It must be one of the worst combinations – to have both chronic pain and depression. It makes treatment much harder to stay with, it means much more effort on behalf of the therapist and the patient, and progress can be very very slow.
Most of the people attending tertiary care for chronic pain will have low mood – whether it is a depression that will respond to medication is arguable, and sometimes the word ‘demoralisation’ is perhaps a better description of what is going on. The difference between demoralisation and depression is probably also arguable, but my rule of thumb is that people with treatable depression will usually have vegetative signs such as slowed movements, flat affect, loss of appetite and weight, poor sleep (but that happens for most people with chronic pain!), and poor concentration and slowed speech. Demoralisation is much more like ‘I don’t think anything is going to make a difference, so I’ve just given up.’
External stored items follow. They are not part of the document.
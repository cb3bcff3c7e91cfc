//! Append-only audit journals.
//!
//! A [`HistoryLog`] only ever grows: entries can be appended and read back,
//! there is no update or delete path. When a journal file is attached every
//! entry is also written as one JSON line before it becomes visible in memory.

use chrono::{DateTime, Utc};
use serde::de::DeserializeOwned;
use serde::{Deserialize, Serialize};
use std::path::{Path, PathBuf};
use tokio::io::AsyncWriteExt;
use tokio::sync::RwLock;

use crate::core::{PlatformError, Result};

pub struct HistoryLog<T> {
    entries: RwLock<Vec<T>>,
    journal: Option<PathBuf>,
}

impl<T> HistoryLog<T>
where
    T: Clone + Serialize + DeserializeOwned + Send + Sync,
{
    pub fn in_memory() -> Self {
        Self {
            entries: RwLock::new(Vec::new()),
            journal: None,
        }
    }

    /// Opens a JSON-lines journal, replaying any entries already on disk.
    pub async fn open(path: impl AsRef<Path>) -> Result<Self> {
        let path = path.as_ref().to_path_buf();
        let mut entries = Vec::new();
        match tokio::fs::read_to_string(&path).await {
            Ok(content) => {
                for (line_no, line) in content.lines().enumerate() {
                    if line.trim().is_empty() {
                        continue;
                    }
                    let entry = serde_json::from_str(line).map_err(|err| {
                        PlatformError::Serialization(format!(
                            "Corrupt history entry at {}:{}: {}",
                            path.display(),
                            line_no + 1,
                            err
                        ))
                    })?;
                    entries.push(entry);
                }
            }
            Err(err) if err.kind() == std::io::ErrorKind::NotFound => {}
            Err(err) => return Err(err.into()),
        }

        Ok(Self {
            entries: RwLock::new(entries),
            journal: Some(path),
        })
    }

    pub async fn append(&self, entry: T) -> Result<()> {
        let mut entries = self.entries.write().await;
        if let Some(path) = &self.journal {
            let mut line = serde_json::to_string(&entry)?;
            line.push('\n');
            let mut file = tokio::fs::OpenOptions::new()
                .create(true)
                .append(true)
                .open(path)
                .await?;
            file.write_all(line.as_bytes()).await?;
            file.flush().await?;
        }
        entries.push(entry);
        Ok(())
    }

    pub async fn entries(&self) -> Vec<T> {
        self.entries.read().await.clone()
    }

    pub async fn last(&self) -> Option<T> {
        self.entries.read().await.last().cloned()
    }

    pub async fn filter<F>(&self, predicate: F) -> Vec<T>
    where
        F: Fn(&T) -> bool,
    {
        self.entries
            .read()
            .await
            .iter()
            .filter(|entry| predicate(entry))
            .cloned()
            .collect()
    }

    pub async fn len(&self) -> usize {
        self.entries.read().await.len()
    }

    pub async fn is_empty(&self) -> bool {
        self.entries.read().await.is_empty()
    }
}

#[derive(Debug, Clone, Copy, PartialEq, Eq, Serialize, Deserialize)]
pub enum ModelHistoryAction {
    Created,
    Updated,
    Snapshot,
}

/// Model name used by snapshot entries covering the whole declaration set.
pub const SNAPSHOT_MODEL_NAME: &str = "*";

#[derive(Debug, Clone, PartialEq, Serialize, Deserialize)]
#[serde(rename_all = "camelCase")]
pub struct ModelHistoryEntry {
    pub model_name: String,
    pub action: ModelHistoryAction,
    /// Serialized declaration (or the full set for snapshots).
    pub declaration: String,
    pub hash: String,
    pub timestamp: DateTime<Utc>,
}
The good news is that there has been a study on a stepped care approach for people with both depression and chronic pain – and this very good review of it is available through Medscape. It’s a description of a study by Kroenke, Bair, and Damush, published in the JAMA, looking at whether optimised treatment for depression, combined with self management for chronic pain, might have an effect on both problems. I won’t describe the study itself, but just want to draw your attention to a couple of things.
Firstly, this review has some good points to make about optimising antidepressant therapy to the type of pain – they actually say ’source’ of pain, but I think that’s probably not exactly certain. It may take several trials to find an antidepressant medication that is both tolerated and effective – and each trial needs to be of good duration. This process can be really difficult for people (I know, I’ve been through it myself!), and it’s important to ensure adequate support is available throughout. CBT is one way to provide this support, but simply listening and encouraging both a structure to the day with pleasurable activities and simple self care may be enough.
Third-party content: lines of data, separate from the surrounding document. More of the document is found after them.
use serde_json::Value as Json;
use std::future::Future;
use std::sync::Arc;

use super::session::DataSession;
use crate::core::{PlatformError, Result};
use crate::events::EventBus;
use crate::expression::Expr;
use crate::rules::RuleEngine;
use crate::schema::{Record, SchemaGeneration, SchemaSynthesizer};

/// CRUD by model name against the live generation.
///
/// Each call runs in its own [`DataSession`]; callers that need several
/// operations to share one generation and one undo log open a session
/// themselves.
#[derive(Clone)]
pub struct DataAccess {
    synthesizer: Arc<SchemaSynthesizer>,
    rules: Arc<RuleEngine>,
    bus: Arc<EventBus>,
}

impl DataAccess {
    pub fn new(
        synthesizer: Arc<SchemaSynthesizer>,
        rules: Arc<RuleEngine>,
        bus: Arc<EventBus>,
    ) -> Self {
        Self {
            synthesizer,
            rules,
            bus,
        }
    }

    /// Opens a session pinned to the live generation.
    pub async fn session(&self) -> DataSession {
        let pin = self.synthesizer.pin().await;
        DataSession::new(
            pin,
            self.synthesizer.storage().clone(),
            self.rules.clone(),
            self.bus.clone(),
        )
    }

    pub async fn current_generation(&self) -> Arc<SchemaGeneration> {
        self.synthesizer.current().await
    }

    pub async fn get_all(&self, model: &str) -> Result<Vec<Record>> {
        let session = self.session().await;
        let records = session.get_all(model).await;
        self.settle(session, records).await
    }

    pub async fn get_by_id(&self, model: &str, key: &Json) -> Result<Option<Record>> {
        let session = self.session().await;
        let record = session.get_by_id(model, key).await;
        self.settle(session, record).await
    }

    pub async fn query(
        &self,
        model: &str,
        filter: Option<&Expr>,
        limit: Option<usize>,
    ) -> Result<Vec<Record>> {
        let session = self.session().await;
        let records = session.query(model, filter, limit).await;
        self.settle(session, records).await
    }

    pub async fn add(&self, model: &str, record: Record) -> Result<Record> {
        let session = self.session().await;
        let stored = session.add(model, record).await;
        self.settle(session, stored).await
    }

    pub async fn update(&self, model: &str, record: Record) -> Result<Record> {
        let session = self.session().await;
        let merged = session.update(model, record).await;
        self.settle(session, merged).await
    }

    pub async fn delete(&self, model: &str, key: &Json) -> Result<bool> {
        let session = self.session().await;
        let deleted = session.delete(model, key).await;
        self.settle(session, deleted).await
    }

    /// Runs `work` in one session: committed on success, rolled back on error.
    pub async fn transaction<T, F, Fut>(&self, work: F) -> Result<T>
    where
        F: FnOnce(Arc<DataSession>) -> Fut,
        Fut: Future<Output = Result<T>>,
    {
        let session = Arc::new(self.session().await);
        let outcome = work(session.clone()).await;
        let session = Arc::into_inner(session).ok_or_else(|| {
            PlatformError::Internal(
                "session is still referenced after the transaction body returned".into(),
            )
        })?;
        self.settle(session, outcome).await
    }

    async fn settle<T>(&self, session: DataSession, outcome: Result<T>) -> Result<T> {
        match outcome {
            Ok(value) => {
                session.finish().await?;
                Ok(value)
            }
            Err(err) => {
                session.rollback().await?;
                Err(err)
            }
        }
    }
}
Secondly, although the study itself has some problems because of the population it was drawing on, the conclusions were that people involved in a self management programme alongside antidepressant therapy made greater gains and sustained these for longer – including adhering to use of the medication! This is good news, because many people are prescribed medications but actually don’t use them either for long enough, or in the right way for them to be effective.
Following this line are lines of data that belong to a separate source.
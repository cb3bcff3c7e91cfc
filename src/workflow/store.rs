use chrono::{DateTime, Utc};
use serde::{Deserialize, Serialize};
use std::collections::HashMap;
use std::path::Path;
use tokio::sync::RwLock;

use super::definition::WorkflowDefinition;
use crate::core::Result;
use crate::hashing::hash_serialized;
use crate::registry::HistoryLog;

pub const VERSIONS_FILE: &str = "workflows.jsonl";
pub const HISTORY_FILE: &str = "workflow_history.jsonl";

#[derive(Debug, Clone, Copy, PartialEq, Eq, Serialize, Deserialize)]
pub enum WorkflowHistoryAction {
    Created,
    Updated,
    Rollback,
}

#[derive(Debug, Clone, PartialEq, Serialize, Deserialize)]
#[serde(rename_all = "camelCase")]
pub struct WorkflowHistoryEntry {
    pub workflow_name: String,
    pub version: u32,
    pub action: WorkflowHistoryAction,
    pub hash: String,
    #[serde(default, skip_serializing_if = "Option::is_none")]
    pub restored_from: Option<u32>,
    pub timestamp: DateTime<Utc>,
}

/// Every saved version of every workflow, append-only.
///
/// Versions and audit entries each go to their own [`HistoryLog`]; the
/// in-memory index is rebuilt from the version log on open.
pub struct WorkflowStore {
    versions: HistoryLog<WorkflowDefinition>,
    history: HistoryLog<WorkflowHistoryEntry>,
    index: RwLock<HashMap<String, Vec<WorkflowDefinition>>>,
}

impl WorkflowStore {
    pub fn in_memory() -> Self {
        Self {
            versions: HistoryLog::in_memory(),
            history: HistoryLog::in_memory(),
            index: RwLock::new(HashMap::new()),
        }
    }

    pub async fn open_dir(dir: impl AsRef<Path>) -> Result<Self> {
        let dir = dir.as_ref();
        tokio::fs::create_dir_all(dir).await?;
        let versions: HistoryLog<WorkflowDefinition> =
            HistoryLog::open(dir.join(VERSIONS_FILE)).await?;
        let history = HistoryLog::open(dir.join(HISTORY_FILE)).await?;

        let mut index: HashMap<String, Vec<WorkflowDefinition>> = HashMap::new();
        for definition in versions.entries().await {
            index
                .entry(definition.workflow_name.to_ascii_lowercase())
                .or_default()
                .push(definition);
        }
        for list in index.values_mut() {
            list.sort_by_key(|d| d.version);
        }

        Ok(Self {
            versions,
            history,
            index: RwLock::new(index),
        })
    }

    /// Stores `definition` as the next version of its name.
    ///
    /// `restored_from` marks a rollback to that earlier version.
    pub async fn append(
        &self,
        mut definition: WorkflowDefinition,
        restored_from: Option<u32>,
    ) -> Result<u32> {
        let mut index = self.index.write().await;
        let key = definition.workflow_name.to_ascii_lowercase();
        let version = index
            .get(&key)
            .and_then(|list| list.last())
            .map(|d| d.version + 1)
            .unwrap_or(1);
        definition.version = version;
        let action = match (restored_from, version) {
            (Some(_), _) => WorkflowHistoryAction::Rollback,
            (None, 1) => WorkflowHistoryAction::Created,
            (None, _) => WorkflowHistoryAction::Updated,
        };

        let entry = WorkflowHistoryEntry {
            workflow_name: definition.workflow_name.clone(),
            version,
            action,
            hash: hash_serialized(&definition)?,
            restored_from,
            timestamp: Utc::now(),
        };
        self.versions.append(definition.clone()).await?;
        self.history.append(entry).await?;
        index.entry(key).or_default().push(definition);
        Ok(version)
    }

    pub async fn latest(&self, name: &str) -> Option<WorkflowDefinition> {
        self.index
            .read()
            .await
            .get(&name.to_ascii_lowercase())
            .and_then(|list| list.last())
            .cloned()
    }

    pub async fn version(&self, name: &str, version: u32) -> Option<WorkflowDefinition> {
        self.index
            .read()
            .await
            .get(&name.to_ascii_lowercase())
            .and_then(|list| list.iter().find(|d| d.version == version))
            .cloned()
    }

    pub async fn versions(&self, name: &str) -> Vec<u32> {
        self.index
            .read()
            .await
            .get(&name.to_ascii_lowercase())
            .map(|list| list.iter().map(|d| d.version).collect())
            .unwrap_or_default()
    }

    pub async fn exists(&self, name: &str) -> bool {
        self.index
            .read()
            .await
            .contains_key(&name.to_ascii_lowercase())
    }

    /// Latest version of every workflow, sorted by name.
    pub async fn all_latest(&self) -> Vec<WorkflowDefinition> {
        let mut latest: Vec<WorkflowDefinition> = self
            .index
            .read()
            .await
            .values()
            .filter_map(|list| list.last().cloned())
            .collect();
        latest.sort_by(|a, b| a.workflow_name.cmp(&b.workflow_name));
        latest
    }

    pub async fn history(&self, name: &str) -> Vec<WorkflowHistoryEntry> {
        self.history
            .filter(|e| e.workflow_name.eq_ignore_ascii_case(name))
            .await
    }
}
A double whammy of both depression and chronic pain can be one of the most challenging problems for us as clinicians. This study shows that there is some hope that common treatments available already can help – maybe it’s time to target some community-based programmes to carry this sort of thing out.
Kroenke K, Bair MJ, Damush TM, et al. Optimized antidepressant therapy and pain self-management in primary care patients with depression and musculoskeletal pain. JAMA. 2009;301:2099-2110.